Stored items
◇ ◇ ◇ ◇ ◇
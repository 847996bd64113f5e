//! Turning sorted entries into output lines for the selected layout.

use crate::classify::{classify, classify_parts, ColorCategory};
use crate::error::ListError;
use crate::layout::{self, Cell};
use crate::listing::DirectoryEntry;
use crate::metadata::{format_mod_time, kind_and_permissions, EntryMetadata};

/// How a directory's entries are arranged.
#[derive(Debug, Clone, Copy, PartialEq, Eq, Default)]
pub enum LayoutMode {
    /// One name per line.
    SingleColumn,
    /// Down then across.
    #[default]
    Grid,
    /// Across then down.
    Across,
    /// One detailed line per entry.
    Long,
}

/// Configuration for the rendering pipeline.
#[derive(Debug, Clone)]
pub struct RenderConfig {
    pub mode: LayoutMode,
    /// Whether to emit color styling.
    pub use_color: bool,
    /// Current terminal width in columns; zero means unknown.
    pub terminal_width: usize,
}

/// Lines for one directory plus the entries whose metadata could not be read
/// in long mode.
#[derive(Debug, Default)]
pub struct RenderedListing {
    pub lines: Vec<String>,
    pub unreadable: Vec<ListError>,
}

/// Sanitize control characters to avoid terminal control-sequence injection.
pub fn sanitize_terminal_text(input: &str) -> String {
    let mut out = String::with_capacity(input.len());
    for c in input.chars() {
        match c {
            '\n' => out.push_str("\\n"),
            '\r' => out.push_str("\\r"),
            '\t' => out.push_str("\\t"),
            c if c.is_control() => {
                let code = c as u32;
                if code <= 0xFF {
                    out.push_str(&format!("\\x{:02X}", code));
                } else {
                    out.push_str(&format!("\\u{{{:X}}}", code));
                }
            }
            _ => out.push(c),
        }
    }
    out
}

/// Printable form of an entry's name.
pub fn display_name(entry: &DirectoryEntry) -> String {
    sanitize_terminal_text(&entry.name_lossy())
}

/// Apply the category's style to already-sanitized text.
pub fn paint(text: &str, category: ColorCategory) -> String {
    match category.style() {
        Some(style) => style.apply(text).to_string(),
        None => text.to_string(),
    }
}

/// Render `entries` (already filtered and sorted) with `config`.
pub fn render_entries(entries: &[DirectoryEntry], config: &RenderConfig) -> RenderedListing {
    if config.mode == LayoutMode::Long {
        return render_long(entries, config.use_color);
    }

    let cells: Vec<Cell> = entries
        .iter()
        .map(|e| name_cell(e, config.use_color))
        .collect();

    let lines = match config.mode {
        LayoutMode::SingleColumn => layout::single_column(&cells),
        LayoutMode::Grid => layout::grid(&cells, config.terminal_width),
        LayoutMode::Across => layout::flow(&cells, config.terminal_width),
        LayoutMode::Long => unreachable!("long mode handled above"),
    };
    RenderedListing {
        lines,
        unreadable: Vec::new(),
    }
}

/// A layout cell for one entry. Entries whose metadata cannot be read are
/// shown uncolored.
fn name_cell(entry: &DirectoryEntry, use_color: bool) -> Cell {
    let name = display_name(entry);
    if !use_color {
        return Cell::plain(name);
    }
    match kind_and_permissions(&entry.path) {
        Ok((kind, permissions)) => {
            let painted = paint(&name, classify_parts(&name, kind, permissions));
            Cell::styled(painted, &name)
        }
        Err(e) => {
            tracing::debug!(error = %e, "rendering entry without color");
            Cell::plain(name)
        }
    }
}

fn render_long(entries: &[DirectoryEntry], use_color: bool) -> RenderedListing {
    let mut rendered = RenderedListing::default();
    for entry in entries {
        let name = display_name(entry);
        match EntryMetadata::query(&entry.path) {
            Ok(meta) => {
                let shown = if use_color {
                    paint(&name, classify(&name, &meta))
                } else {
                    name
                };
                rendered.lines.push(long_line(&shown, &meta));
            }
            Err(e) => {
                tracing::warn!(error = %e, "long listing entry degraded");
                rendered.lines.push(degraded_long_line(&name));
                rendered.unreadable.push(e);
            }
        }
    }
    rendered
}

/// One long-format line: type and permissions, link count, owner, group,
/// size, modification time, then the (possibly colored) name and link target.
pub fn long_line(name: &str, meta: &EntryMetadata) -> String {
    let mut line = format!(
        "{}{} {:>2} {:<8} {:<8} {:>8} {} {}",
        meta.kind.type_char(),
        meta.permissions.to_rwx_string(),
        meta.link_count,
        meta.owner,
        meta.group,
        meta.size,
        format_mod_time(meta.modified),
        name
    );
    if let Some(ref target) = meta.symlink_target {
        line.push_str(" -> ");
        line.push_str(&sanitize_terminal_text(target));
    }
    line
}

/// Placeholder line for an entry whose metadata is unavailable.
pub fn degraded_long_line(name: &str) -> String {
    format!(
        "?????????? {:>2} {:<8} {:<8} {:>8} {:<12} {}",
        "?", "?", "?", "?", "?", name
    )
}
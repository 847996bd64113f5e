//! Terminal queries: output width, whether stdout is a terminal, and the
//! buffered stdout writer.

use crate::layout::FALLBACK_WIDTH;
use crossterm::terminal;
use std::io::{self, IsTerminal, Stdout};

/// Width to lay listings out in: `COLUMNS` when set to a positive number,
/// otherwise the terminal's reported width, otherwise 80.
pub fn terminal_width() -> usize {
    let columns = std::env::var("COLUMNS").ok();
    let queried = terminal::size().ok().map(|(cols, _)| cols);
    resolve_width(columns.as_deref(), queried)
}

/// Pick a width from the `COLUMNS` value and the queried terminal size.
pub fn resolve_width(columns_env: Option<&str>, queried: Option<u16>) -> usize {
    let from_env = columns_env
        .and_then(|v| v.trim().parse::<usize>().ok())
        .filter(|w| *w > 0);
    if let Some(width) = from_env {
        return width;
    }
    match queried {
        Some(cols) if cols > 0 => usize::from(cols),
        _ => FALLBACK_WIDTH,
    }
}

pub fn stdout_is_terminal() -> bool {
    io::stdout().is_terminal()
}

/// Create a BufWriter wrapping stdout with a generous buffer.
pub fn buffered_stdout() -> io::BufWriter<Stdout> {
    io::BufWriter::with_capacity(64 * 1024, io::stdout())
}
◇ ◇ ◇ ◇ ◇
Aim of the task »
Each record above should be repeated exactly as it appears.

Reply to the task »
repository 847996bd64113f5e
//! Turning sorted entries into output lines for the selected layout.

use crate::classify::{classify, classify_parts, ColorCategory};
use crate::error::ListError;
use crate::layout::{self, Cell};
use crate::listing::DirectoryEntry;
use crate::metadata::{format_mod_time, kind_and_permissions, EntryMetadata};

/// How a directory's entries are arranged.
#[derive(Debug, Clone, Copy, PartialEq, Eq, Default)]
pub enum LayoutMode {
    /// One name per line.
    SingleColumn,
    /// Down then across.
    #[default]
    Grid,
    /// Across then down.
    Across,
    /// One detailed line per entry.
    Long,
}

/// Configuration for the rendering pipeline.
#[derive(Debug, Clone)]
pub struct RenderConfig {
    pub mode: LayoutMode,
    /// Whether to emit color styling.
    pub use_color: bool,
    /// Current terminal width in columns; zero means unknown.
    pub terminal_width: usize,
}

/// Lines for one directory plus the entries whose metadata could not be read
/// in long mode.
#[derive(Debug, Default)]
pub struct RenderedListing {
    pub lines: Vec<String>,
    pub unreadable: Vec<ListError>,
}

/// Sanitize control characters to avoid terminal control-sequence injection.
pub fn sanitize_terminal_text(input: &str) -> String {
    let mut out = String::with_capacity(input.len());
    for c in input.chars() {
        match c {
            '\n' => out.push_str("\\n"),
            '\r' => out.push_str("\\r"),
            '\t' => out.push_str("\\t"),
            c if c.is_control() => {
                let code = c as u32;
                if code <= 0xFF {
                    out.push_str(&format!("\\x{:02X}", code));
                } else {
                    out.push_str(&format!("\\u{{{:X}}}", code));
                }
            }
            _ => out.push(c),
        }
    }
    out
}

/// Printable form of an entry's name.
pub fn display_name(entry: &DirectoryEntry) -> String {
    sanitize_terminal_text(&entry.name_lossy())
}

/// Apply the category's style to already-sanitized text.
pub fn paint(text: &str, category: ColorCategory) -> String {
    match category.style() {
        Some(style) => style.apply(text).to_string(),
        None => text.to_string(),
    }
}

/// Render `entries` (already filtered and sorted) with `config`.
pub fn render_entries(entries: &[DirectoryEntry], config: &RenderConfig) -> RenderedListing {
    if config.mode == LayoutMode::Long {
        return render_long(entries, config.use_color);
    }

    let cells: Vec<Cell> = entries
        .iter()
        .map(|e| name_cell(e, config.use_color))
        .collect();

    let lines = match config.mode {
        LayoutMode::SingleColumn => layout::single_column(&cells),
        LayoutMode::Grid => layout::grid(&cells, config.terminal_width),
        LayoutMode::Across => layout::flow(&cells, config.terminal_width),
        LayoutMode::Long => unreachable!("long mode handled above"),
    };
    RenderedListing {
        lines,
        unreadable: Vec::new(),
    }
}

/// A layout cell for one entry. Entries whose metadata cannot be read are
/// shown uncolored.
fn name_cell(entry: &DirectoryEntry, use_color: bool) -> Cell {
    let name = display_name(entry);
    if !use_color {
        return Cell::plain(name);
    }
    match kind_and_permissions(&entry.path) {
        Ok((kind, permissions)) => {
            let painted = paint(&name, classify_parts(&name, kind, permissions));
            Cell::styled(painted, &name)
        }
        Err(e) => {
            tracing::debug!(error = %e, "rendering entry without color");
            Cell::plain(name)
        }
    }
}

fn render_long(entries: &[DirectoryEntry], use_color: bool) -> RenderedListing {
    let mut rendered = RenderedListing::default();
    for entry in entries {
        let name = display_name(entry);
        match EntryMetadata::query(&entry.path) {
            Ok(meta) => {
                let shown = if use_color {
                    paint(&name, classify(&name, &meta))
                } else {
                    name
                };
                rendered.lines.push(long_line(&shown, &meta));
            }
            Err(e) => {
                tracing::warn!(error = %e, "long listing entry degraded");
                rendered.lines.push(degraded_long_line(&name));
                rendered.unreadable.push(e);
            }
        }
    }
    rendered
}

/// One long-format line: type and permissions, link count, owner, group,
/// size, modification time, then the (possibly colored) name and link target.
pub fn long_line(name: &str, meta: &EntryMetadata) -> String {
    let mut line = format!(
        "{}{} {:>2} {:<8} {:<8} {:>8} {} {}",
        meta.kind.type_char(),
        meta.permissions.to_rwx_string(),
        meta.link_count,
        meta.owner,
        meta.group,
        meta.size,
        format_mod_time(meta.modified),
        name
    );
    if let Some(ref target) = meta.symlink_target {
        line.push_str(" -> ");
        line.push_str(&sanitize_terminal_text(target));
    }
    line
}

/// Placeholder line for an entry whose metadata is unavailable.
pub fn degraded_long_line(name: &str) -> String {
    format!(
        "?????????? {:>2} {:<8} {:<8} {:>8} {:<12} {}",
        "?", "?", "?", "?", "?", name
    )
}
repository 847996bd64113f5e
//! Terminal queries: output width, whether stdout is a terminal, and the
//! buffered stdout writer.

use crate::layout::FALLBACK_WIDTH;
use crossterm::terminal;
use std::io::{self, IsTerminal, Stdout};

/// Width to lay listings out in: `COLUMNS` when set to a positive number,
/// otherwise the terminal's reported width, otherwise 80.
pub fn terminal_width() -> usize {
    let columns = std::env::var("COLUMNS").ok();
    let queried = terminal::size().ok().map(|(cols, _)| cols);
    resolve_width(columns.as_deref(), queried)
}

/// Pick a width from the `COLUMNS` value and the queried terminal size.
pub fn resolve_width(columns_env: Option<&str>, queried: Option<u16>) -> usize {
    let from_env = columns_env
        .and_then(|v| v.trim().parse::<usize>().ok())
        .filter(|w| *w > 0);
    if let Some(width) = from_env {
        return width;
    }
    match queried {
        Some(cols) if cols > 0 => usize::from(cols),
        _ => FALLBACK_WIDTH,
    }
}

pub fn stdout_is_terminal() -> bool {
    io::stdout().is_terminal()
}

/// Create a BufWriter wrapping stdout with a generous buffer.
pub fn buffered_stdout() -> io::BufWriter<Stdout> {
    io::BufWriter::with_capacity(64 * 1024, io::stdout())
}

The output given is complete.